▶ [Work to complete]: Reproduce the opening lines of the records exactly, up to and including the line in which "use serde::Serialize;" occurs.

□ □ □ □

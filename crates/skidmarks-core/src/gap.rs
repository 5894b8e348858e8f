//! Gap test.
//!
//! Measures the distance between successive occurrences of one designated
//! item and compares the distribution of those gap lengths against a
//! geometric model calibrated from the item's empirical frequency.

use log::{debug, warn};
use serde::Serialize;

use crate::distribution::chi_square;
use crate::error::{Error, Result};
use crate::sequence::runs;

/// The gap histogram never has fewer buckets than this.
pub const MIN_GAP_BUCKETS: usize = 10;

/// Outcome of [`gap_test`].
#[derive(Debug, Clone, PartialEq, Serialize)]
pub struct GapTest<T> {
    pub chi: f64,
    pub p: f64,
    /// The item whose gaps were measured.
    pub item: T,
    /// `observed[i]` is the number of gaps of length exactly `i`.
    #[serde(skip_serializing)]
    pub observed: Vec<usize>,
    /// `expected[i] = len * p_hit^(i + 1)`.
    #[serde(skip_serializing)]
    pub expected: Vec<f64>,
}

/// Lengths of the maximal runs of non-item symbols, in order.
pub fn gap_lengths(hits: &[bool]) -> Vec<usize> {
    runs(hits)
        .into_iter()
        .filter(|run| !run.value)
        .map(|run| run.length)
        .collect()
}

/// Histogram of gap lengths over `max(MIN_GAP_BUCKETS, longest gap)` buckets.
///
/// Bucket indices run from 0 up to, but excluding, the bucket count, so when
/// the longest gap sets the count that gap itself falls outside the
/// histogram.
pub fn gap_histogram(gaps: &[usize]) -> Vec<usize> {
    let longest = gaps.iter().copied().max().unwrap_or(0);
    let mut histogram = vec![0; MIN_GAP_BUCKETS.max(longest)];
    for &gap in gaps {
        if let Some(bucket) = histogram.get_mut(gap) {
            *bucket += 1;
        }
    }
    histogram
}

/// Run the gap test for `item`, which defaults to the first symbol.
///
/// The item must occur at least once and must not fill the whole sequence.
pub fn gap_test<T: PartialEq + Clone>(sequence: &[T], item: Option<&T>) -> Result<GapTest<T>> {
    let len = sequence.len();
    if len < 2 {
        warn!("gap test: sequence of length {len} rejected");
        return Err(Error::TooShort {
            needed: 2,
            got: len,
        });
    }
    let item = item.unwrap_or(&sequence[0]).clone();

    let hits: Vec<bool> = sequence.iter().map(|s| *s == item).collect();
    let occurrences = hits.iter().filter(|&&h| h).count();
    if occurrences == 0 || occurrences == len {
        warn!("gap test: item occurs {occurrences} times in {len} symbols");
        return Err(Error::ItemCoverage { occurrences, len });
    }

    let gaps = gap_lengths(&hits);
    let observed = gap_histogram(&gaps);

    let n = len as f64;
    let p_hit = occurrences as f64 / n;
    let expected: Vec<f64> = (1..=observed.len())
        .map(|i| n * p_hit.powi(i as i32))
        .collect();
    debug!(
        "gap test: {} gaps, p_hit={p_hit:.4}, histogram={observed:?}",
        gaps.len()
    );

    let observed_f: Vec<f64> = observed.iter().map(|&c| c as f64).collect();
    let fit = chi_square(&observed_f, &expected)?;
    Ok(GapTest {
        chi: fit.statistic,
        p: fit.p,
        item,
        observed,
        expected,
    })
}

#[cfg(test)]
mod tests {
    use super::*;
    use crate::sequence::Sequence;

    #[test]
    fn test_gap_lengths() {
        let hits: Vec<bool> = "1000110100".chars().map(|c| c == '1').collect();
        assert_eq!(gap_lengths(&hits), vec![3, 1, 2]);
    }

    #[test]
    fn test_histogram_minimum_buckets() {
        let h = gap_histogram(&[1, 1, 3]);
        assert_eq!(h.len(), MIN_GAP_BUCKETS);
        assert_eq!(h[0], 0);
        assert_eq!(h[1], 2);
        assert_eq!(h[3], 1);
    }

    #[test]
    fn test_histogram_grows_with_longest_gap() {
        let h = gap_histogram(&[2, 14]);
        assert_eq!(h.len(), 14);
        assert_eq!(h[2], 1);
        assert_eq!(h.iter().sum::<usize>(), 1);
    }

    #[test]
    fn test_clustered_item() {
        let r = gap_test(&Sequence::from("100020001200000"), None).unwrap();
        assert_eq!(r.item, '1');
        assert_eq!(r.observed, vec![0, 0, 0, 0, 0, 0, 1, 1, 0, 0]);
        assert!((r.chi - 756_406.999_098_553_8).abs() / 756_406.999 < 1e-9);
        assert!(r.p < 1e-12);
    }

    #[test]
    fn test_default_item_is_first_symbol() {
        let seq = Sequence::from("101010111101000");
        let default = gap_test(&seq, None).unwrap();
        let explicit = gap_test(&seq, Some(&'1')).unwrap();
        assert_eq!(default, explicit);
        assert!((default.chi - 11.684_911_193_438_811).abs() < 1e-4);
        assert!((default.p - 0.231_660_891_186_744_66).abs() < 1e-4);
    }

    #[test]
    fn test_explicit_item() {
        let r = gap_test(&Sequence::from("101010111101000"), Some(&'0')).unwrap();
        assert_eq!(r.item, '0');
        assert!((r.chi - 11.028_667_632_612_191).abs() < 1e-4);
        assert!((r.p - 0.273_749_035_097_325_23).abs() < 1e-4);
        assert!((r.expected[0] - 7.0).abs() < 1e-12);
    }

    #[test]
    fn test_item_coverage() {
        let seq = Sequence::from("1111");
        assert_eq!(
            gap_test(&seq, None),
            Err(Error::ItemCoverage {
                occurrences: 4,
                len: 4
            })
        );
        assert_eq!(
            gap_test(&seq, Some(&'0')),
            Err(Error::ItemCoverage {
                occurrences: 0,
                len: 4
            })
        );
    }

    #[test]
    fn test_single_hit_with_underflowing_tail() {
        let seq = Sequence::from(format!("1{}", "0".repeat(199)));
        let r = gap_test(&seq, None).unwrap();
        assert_eq!(r.observed.len(), 199);
        assert!(r.expected.iter().any(|&e| e == 0.0));
        // The only gap (199) sits just past the last bucket.
        assert_eq!(r.observed.iter().sum::<usize>(), 0);
        assert!((r.chi - 1.005_025_125_628_140_4).abs() < 1e-9);
        assert!(r.p.is_finite());
    }

    #[test]
    fn test_gap_in_underflowed_bucket_is_infinite() {
        let seq = Sequence::from(format!("1{}1{}", "0".repeat(200), "0".repeat(210)));
        let r = gap_test(&seq, None).unwrap();
        assert_eq!(r.observed[200], 1);
        assert_eq!(r.expected[200], 0.0);
        assert!(r.chi.is_infinite());
        assert_eq!(r.p, 0.0);
    }

    #[test]
    fn test_item_echoed_in_json() {
        let r = gap_test(&[3u8, 1, 3, 1, 1, 3], Some(&3)).unwrap();
        let json = serde_json::to_value(&r).unwrap();
        assert_eq!(json["item"], 3);
        assert!(json.get("chi").is_some());
        assert!(json.get("observed").is_none());
    }
}
//! Admin API: status and the configured mount table.

pub mod auth;
pub mod handlers;

use std::sync::Arc;

use axum::{middleware, routing::get, Router};
use tokio::net::TcpListener;
use tokio::sync::broadcast;

use self::auth::admin_auth_middleware;
use self::handlers::*;
use crate::lifecycle::shutdown::wait_for;
use crate::routing::MountResolver;

/// State shared by admin handlers.
#[derive(Clone)]
pub struct AdminState {
    pub resolver: Arc<MountResolver>,
    pub api_key: Arc<str>,
}

pub fn setup_admin_router(state: AdminState) -> Router {
    Router::new()
        .route("/admin/status", get(get_status))
        .route("/admin/mounts", get(get_mounts))
        .layer(middleware::from_fn_with_state(state.clone(), admin_auth_middleware))
        .with_state(state)
}

/// Serve the admin API until `shutdown` fires.
pub async fn serve(
    listener: TcpListener,
    state: AdminState,
    shutdown: broadcast::Receiver<()>,
) -> Result<(), std::io::Error> {
    tracing::info!(address = %listener.local_addr()?, "Admin API starting");
    axum::serve(listener, setup_admin_router(state))
        .with_graceful_shutdown(wait_for(shutdown))
        .await
}

#[cfg(test)]
mod tests {
    use super::*;
    use crate::routing::{MountRule, MountTable};
    use axum::body::Body;
    use axum::http::{Request, StatusCode};
    use tower::ServiceExt;

    fn state() -> AdminState {
        let table = MountTable::new(vec![
            MountRule::new("/salesdb/orders", "/api").unwrap(),
            MountRule::new("/{host[0]}/{*}", "/t/{host[0]}").unwrap(),
        ]);
        AdminState {
            resolver: Arc::new(MountResolver::new(table)),
            api_key: Arc::from("s3cret"),
        }
    }

    #[tokio::test]
    async fn test_requires_api_key() {
        let app = setup_admin_router(state());
        let response = app
            .oneshot(Request::builder().uri("/admin/status").body(Body::empty()).unwrap())
            .await
            .unwrap();
        assert_eq!(response.status(), StatusCode::UNAUTHORIZED);
    }

    #[tokio::test]
    async fn test_lists_mounts_in_order() {
        let app = setup_admin_router(state());
        let response = app
            .oneshot(
                Request::builder()
                    .uri("/admin/mounts")
                    .header("authorization", "Bearer s3cret")
                    .body(Body::empty())
                    .unwrap(),
            )
            .await
            .unwrap();
        assert_eq!(response.status(), StatusCode::OK);

        let bytes = axum::body::to_bytes(response.into_body(), 64 * 1024).await.unwrap();
        let body: serde_json::Value = serde_json::from_slice(&bytes).unwrap();
        assert_eq!(body["prefix"], "/api");
        assert_eq!(body["parametric"], true);
        assert_eq!(body["mounts"][0]["where"], "/api");
        assert_eq!(body["mounts"][0]["shape"], "fixed_collection");
        assert_eq!(body["mounts"][1]["shape"], "database_any_collection");
    }
}
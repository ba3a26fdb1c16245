//! Mount resolution subsystem.
//!
//! # Data Flow
//! ```text
//! Mount Compilation (at startup):
//!     MountConfig[] (what, where)
//!     → mount.rs (classify resource shape, reject malformed entries)
//!     → Freeze as immutable MountTable
//!
//! Incoming Request (path, optional tenant id)
//!     → matcher.rs (normalize path, prefix match, relative remainder)
//!     → tenant.rs (substitute {host[0]} in each mount pattern)
//!     → shape.rs (database, collection, capabilities, canonical path)
//!     → depth.rs (flag paths deeper than the shape allows)
//!     → Return: ResolvedContext (never an error)
//! ```
//!
//! # Design Decisions
//! - Mount shapes classified once at startup, not per request
//! - Table immutable at runtime, resolution is a pure function
//! - First match wins (table order is the priority)
//! - No regex in hot path (prefix matching only)

pub mod depth;
pub mod matcher;
pub mod mount;
pub mod resolver;
pub mod shape;
pub mod tenant;

pub use mount::{MountError, MountRule, MountTable, ResourceShape};
pub use resolver::{MountResolver, ResolvedContext};
//! Tenant placeholder substitution.
//!
//! Mount patterns may embed `{host[0]}`, the first label of the request host.
//! The HTTP layer extracts a tenant id; this module only validates it and
//! rewrites patterns.

use std::borrow::Cow;

/// Placeholder replaced by the tenant id.
pub const HOST_0: &str = "{host[0]}";

/// Longest valid tenant id (a DNS label).
pub const MAX_TENANT_ID_LEN: usize = 63;

/// Check a tenant id against DNS label rules.
///
/// 1 to 63 ASCII letters, digits or hyphens, neither starting nor ending with
/// a hyphen. Anything else could smuggle path or query syntax into a mount
/// pattern.
pub fn is_valid_tenant_id(tenant_id: &str) -> bool {
    let bytes = tenant_id.as_bytes();
    if bytes.is_empty() || bytes.len() > MAX_TENANT_ID_LEN {
        return false;
    }
    if bytes[0] == b'-' || bytes[bytes.len() - 1] == b'-' {
        return false;
    }
    bytes.iter().all(|b| b.is_ascii_alphanumeric() || *b == b'-')
}

/// True if the pattern uses the tenant placeholder.
pub fn is_parametric(pattern: &str) -> bool {
    pattern.contains(HOST_0)
}

/// Replace the placeholder in `pattern` with `tenant_id`.
///
/// The pattern comes back untouched (placeholder included) when there is no
/// tenant id, no placeholder, or the tenant id is invalid.
pub fn substitute<'a>(tenant_id: Option<&str>, pattern: &'a str) -> Cow<'a, str> {
    match tenant_id {
        Some(tid) if is_parametric(pattern) && is_valid_tenant_id(tid) => {
            Cow::Owned(pattern.replace(HOST_0, tid))
        }
        _ => Cow::Borrowed(pattern),
    }
}
//! HTTP protocol handling subsystem.
//!
//! # Data Flow
//! ```text
//! TCP connection
//!     → server.rs (Axum setup, middleware)
//!     → request.rs (request ID)
//!     → tenant.rs (tenant id from header or host)
//!     → routing::MountResolver (path → ResolvedContext)
//!     → JSON response for the CRUD / representation collaborators
//! ```

pub mod request;
pub mod server;
pub mod tenant;

pub use request::{MakeRequestUuid, X_REQUEST_ID};
pub use server::{AppState, HttpServer, X_MONGO_RESOURCE_PATH};
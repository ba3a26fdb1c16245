//! Metrics collection and exposition.
//!
//! # Metrics
//! - `gateway_requests_total` (counter): requests by method, status
//! - `gateway_request_duration_seconds` (histogram): latency distribution
//! - `gateway_resolutions_total` (counter): resolutions by mount shape
//! - `gateway_extra_segments_total` (counter): paths rejected as too deep
//!
//! # Design Decisions
//! - Without an installed recorder every call is a no-op
//! - Prometheus exporter serves its own HTTP listener

use std::net::SocketAddr;
use std::time::Instant;

use metrics::{counter, histogram};
use metrics_exporter_prometheus::{BuildError, PrometheusBuilder};

/// Install the Prometheus recorder and its scrape endpoint.
///
/// Must be called from within a Tokio runtime.
pub fn init_metrics(addr: SocketAddr) -> Result<(), BuildError> {
    PrometheusBuilder::new().with_http_listener(addr).install()?;
    tracing::info!(address = %addr, "Metrics endpoint listening");
    Ok(())
}

/// Record a finished gateway request.
pub fn record_request(method: &str, status: u16, start: Instant) {
    counter!(
        "gateway_requests_total",
        "method" => method.to_string(),
        "status" => status.to_string()
    )
    .increment(1);
    histogram!("gateway_request_duration_seconds").record(start.elapsed().as_secs_f64());
}

/// Record which mount shape resolved a request.
pub fn record_resolution(shape: &'static str, has_extra_path_segments: bool) {
    counter!("gateway_resolutions_total", "shape" => shape).increment(1);
    if has_extra_path_segments {
        counter!("gateway_extra_segments_total", "shape" => shape).increment(1);
    }
}
//! Path depth validation.
//!
//! A MongoDB path is at most `/database/collection/document`. How much of
//! that the request path supplies depends on the mount shape, so the limit
//! is counted on the mount-relative remainder.

use crate::routing::matcher::{matches_prefix, relative_path, segment_count, ROOT};
use crate::routing::mount::{MountRule, ResourceShape};

/// Segments a remainder may have under each shape.
pub fn max_segments(shape: &ResourceShape) -> usize {
    match shape {
        ResourceShape::WildcardAtRoot => 3,
        ResourceShape::FixedCollection { .. } => 1,
        ResourceShape::Database { .. } | ResourceShape::DatabaseAnyCollection { .. } => 2,
    }
}

/// True if `path` goes deeper than its mount allows.
///
/// Matches against the configured prefixes with the tenant placeholder left
/// in place, so a tenant mount only takes part here for paths that spell the
/// placeholder literally. Unmatched paths use the wildcard-at-root limit.
///
/// A remainder with an empty first segment (`//x/y`) is flagged too: it
/// names no resource at its first level.
pub fn has_extra_path_segments(rules: &[MountRule], path: &str) -> bool {
    let (relative, shape) = match rules.iter().find(|rule| matches_prefix(path, rule.prefix())) {
        Some(rule) => (relative_path(path, rule.prefix()), rule.shape()),
        None => (relative_path(path, ROOT), &ResourceShape::WildcardAtRoot),
    };
    let segments = segment_count(relative);
    segments > max_segments(shape) || (relative.starts_with(ROOT) && segments > 0)
}
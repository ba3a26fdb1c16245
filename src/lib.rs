//! MongoDB REST gateway: maps request paths onto database/collection targets.

pub mod admin;
pub mod config;
pub mod http;
pub mod lifecycle;
pub mod observability;
pub mod routing;

pub use config::schema::GatewayConfig;
pub use http::HttpServer;
pub use lifecycle::Shutdown;
pub use routing::{MountResolver, ResolvedContext};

□ □ □ □

▶ [Answer for the task]:
filename crates/skidmarks-core/src/gap.rs
repository 5894b8e348858e8f
//! Gap test.
//!
//! Measures the distance between successive occurrences of one designated
//! item and compares the distribution of those gap lengths against a
//! geometric model calibrated from the item's empirical frequency.

use log::{debug, warn};
use serde::Serialize;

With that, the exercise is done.